◆ DIRECTIONS FOR THIS TASK: Locate and copy each line in the data that contains the word "DestroyOptions".

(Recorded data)
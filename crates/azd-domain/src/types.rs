use std::collections::HashMap;
use std::str::FromStr;

use chrono::{DateTime, Utc};
use serde::{Deserialize, Serialize};
use serde_json::Value;

use crate::error::DomainError;

// ── Parameter types ───────────────────────────────────────────────────────────

/// Canonical type of a deployment input or output.
#[derive(Debug, Clone, Copy, PartialEq, Eq, Hash, Serialize, Deserialize)]
pub enum ParameterType {
    #[serde(rename = "string")]
    String,
    #[serde(rename = "number")]
    Number,
    #[serde(rename = "bool")]
    Boolean,
    #[serde(rename = "object")]
    Object,
    #[serde(rename = "array")]
    Array,
}

impl ParameterType {
    pub fn as_str(&self) -> &'static str {
        match self {
            ParameterType::String => "string",
            ParameterType::Number => "number",
            ParameterType::Boolean => "bool",
            ParameterType::Object => "object",
            ParameterType::Array => "array",
        }
    }

    /// Map an ARM / Bicep template type string onto the canonical set.
    ///
    /// Unknown strings indicate a template feature this tool does not support
    /// and are reported as [`DomainError::UnsupportedParameterType`].
    pub fn from_arm_type(s: &str) -> Result<Self, DomainError> {
        match s {
            "String" | "string" | "secureString" | "securestring" => Ok(ParameterType::String),
            "Bool" | "bool" => Ok(ParameterType::Boolean),
            "Int" | "int" => Ok(ParameterType::Number),
            "Object" | "object" | "secureObject" | "secureobject" => Ok(ParameterType::Object),
            "Array" | "array" => Ok(ParameterType::Array),
            other => Err(DomainError::UnsupportedParameterType(other.to_string())),
        }
    }

    /// Whether `value` can be passed as-is for a parameter of this type.
    ///
    /// Numbers must be integral: `1` and `1.0` are accepted, `1.5` is not.
    pub fn is_assignable(&self, value: &Value) -> bool {
        match self {
            ParameterType::Array => value.is_array(),
            ParameterType::Boolean => value.is_boolean(),
            ParameterType::Number => match value {
                Value::Number(n) => {
                    n.is_i64() || n.is_u64() || n.as_f64().is_some_and(|f| f.fract() == 0.0)
                }
                _ => false,
            },
            ParameterType::Object => value.is_object(),
            ParameterType::String => value.is_string(),
        }
    }

    /// Relax a parameters-file value for boolean and number parameters.
    ///
    /// Strings that parse as the declared type are converted; anything else is
    /// returned untouched and left for [`is_assignable`](Self::is_assignable)
    /// to reject later.
    pub fn coerce_file_value(&self, value: Value) -> Value {
        match (self, &value) {
            (ParameterType::Boolean, Value::String(s)) => match parse_bool(s) {
                Some(b) => Value::Bool(b),
                None => value,
            },
            (ParameterType::Number, Value::String(s)) => match s.parse::<i64>() {
                Ok(n) => Value::from(n),
                Err(_) => value,
            },
            _ => value,
        }
    }
}

impl std::fmt::Display for ParameterType {
    fn fmt(&self, f: &mut std::fmt::Formatter<'_>) -> std::fmt::Result {
        f.write_str(self.as_str())
    }
}

impl FromStr for ParameterType {
    type Err = DomainError;

    /// Parses the canonical names produced by [`ParameterType::as_str`].
    fn from_str(s: &str) -> Result<Self, Self::Err> {
        match s {
            "string" => Ok(ParameterType::String),
            "number" => Ok(ParameterType::Number),
            "bool" => Ok(ParameterType::Boolean),
            "object" => Ok(ParameterType::Object),
            "array" => Ok(ParameterType::Array),
            other => Err(DomainError::UnsupportedParameterType(other.to_string())),
        }
    }
}

/// `1`, `t`, `true` and `0`, `f`, `false`, in lower, upper or title case.
pub fn parse_bool(s: &str) -> Option<bool> {
    match s {
        "1" | "t" | "T" | "TRUE" | "true" | "True" => Some(true),
        "0" | "f" | "F" | "FALSE" | "false" | "False" => Some(false),
        _ => None,
    }
}

// ── Parameters ────────────────────────────────────────────────────────────────

#[derive(Debug, Clone, Default, PartialEq, Serialize, Deserialize)]
#[serde(rename_all = "camelCase")]
pub struct InputParameter {
    #[serde(rename = "type")]
    pub param_type: String,
    #[serde(default, skip_serializing_if = "Option::is_none")]
    pub default_value: Option<Value>,
    #[serde(default, skip_serializing_if = "Option::is_none")]
    pub value: Option<Value>,
}

impl InputParameter {
    /// True for any non-null value. An empty string counts as a value.
    pub fn has_value(&self) -> bool {
        self.value.as_ref().is_some_and(|v| !v.is_null())
    }

    /// True for any non-null default. An empty string counts as a default.
    pub fn has_default_value(&self) -> bool {
        self.default_value.as_ref().is_some_and(|v| !v.is_null())
    }
}

#[derive(Debug, Clone, PartialEq, Serialize, Deserialize)]
pub struct OutputParameter {
    #[serde(rename = "type")]
    pub param_type: ParameterType,
    pub value: Value,
}

impl OutputParameter {
    pub fn new(param_type: ParameterType, value: impl Into<Value>) -> Self {
        Self { param_type, value: value.into() }
    }

    /// Render the value the way it is written to the environment file:
    /// strings verbatim, arrays and objects as compact JSON.
    pub fn env_value(&self) -> String {
        match &self.value {
            Value::String(s) => s.clone(),
            Value::Null => String::new(),
            other => other.to_string(),
        }
    }
}

// ── Deployment & state ────────────────────────────────────────────────────────

/// A deployment of one environment: the resolved inputs and, after a deploy,
/// the outputs read back from the remote record.
#[derive(Debug, Clone, Default, PartialEq, Serialize, Deserialize)]
pub struct Deployment {
    pub parameters: HashMap<String, InputParameter>,
    pub outputs: HashMap<String, OutputParameter>,
}

#[derive(Debug, Clone, PartialEq, Eq, Serialize, Deserialize)]
pub struct Resource {
    pub id: String,
}

impl Resource {
    pub fn new(id: impl Into<String>) -> Self {
        Self { id: id.into() }
    }
}

#[derive(Debug, Clone, Default, PartialEq, Serialize, Deserialize)]
pub struct State {
    pub outputs: HashMap<String, OutputParameter>,
    pub resources: Vec<Resource>,
}

impl State {
    /// Merge `other` into this state. Outputs from `other` win on key
    /// conflicts; resources from `other` replace entries with the same id and
    /// are appended otherwise.
    pub fn merge_into(&mut self, other: &State) {
        for (key, output) in &other.outputs {
            self.outputs.insert(key.clone(), output.clone());
        }

        for resource in &other.resources {
            match self.resources.iter_mut().find(|r| r.id == resource.id) {
                Some(existing) => *existing = resource.clone(),
                None => self.resources.push(resource.clone()),
            }
        }
    }
}

// ── Destroy options ───────────────────────────────────────────────────────────

#[derive(Debug, Clone, Copy, Default, PartialEq, Eq)]
pub struct DestroyOptions {
    force: bool,
    purge: bool,
}

impl DestroyOptions {
    pub fn new(force: bool, purge: bool) -> Self {
        Self { force, purge }
    }

    /// Skip the "this will delete N resources" confirmation.
    pub fn force(&self) -> bool {
        self.force
    }

    /// Purge soft-deleted resources without asking.
    pub fn purge(&self) -> bool {
        self.purge
    }
}

// ── Provider kind ─────────────────────────────────────────────────────────────

#[derive(Debug, Clone, Copy, PartialEq, Eq, Hash, Serialize, Deserialize)]
#[serde(rename_all = "lowercase")]
pub enum ProviderKind {
    Bicep,
    Arm,
    Terraform,
    DevCenter,
    Test,
}

impl ProviderKind {
    pub fn as_str(&self) -> &'static str {
        match self {
            ProviderKind::Bicep => "bicep",
            ProviderKind::Arm => "arm",
            ProviderKind::Terraform => "terraform",
            ProviderKind::DevCenter => "devcenter",
            ProviderKind::Test => "test",
        }
    }
}

impl std::fmt::Display for ProviderKind {
    fn fmt(&self, f: &mut std::fmt::Formatter<'_>) -> std::fmt::Result {
        f.write_str(self.as_str())
    }
}

impl FromStr for ProviderKind {
    type Err = DomainError;

    fn from_str(s: &str) -> Result<Self, Self::Err> {
        match s.trim().to_ascii_lowercase().as_str() {
            "bicep" => Ok(ProviderKind::Bicep),
            "arm" => Ok(ProviderKind::Arm),
            "terraform" => Ok(ProviderKind::Terraform),
            "devcenter" => Ok(ProviderKind::DevCenter),
            "test" => Ok(ProviderKind::Test),
            _ => Err(DomainError::UnsupportedProvider(s.to_string())),
        }
    }
}

// ── Progress ──────────────────────────────────────────────────────────────────

/// A progress update emitted by a long-running provider operation.
#[derive(Debug, Clone, PartialEq, Serialize, Deserialize)]
pub struct Progress {
    pub message: String,
    pub timestamp: DateTime<Utc>,
}

impl Progress {
    pub fn new(message: impl Into<String>) -> Self {
        Self { message: message.into(), timestamp: Utc::now() }
    }
}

◆ SOLVED EXERCISE:
pub struct DestroyOptions {
impl DestroyOptions {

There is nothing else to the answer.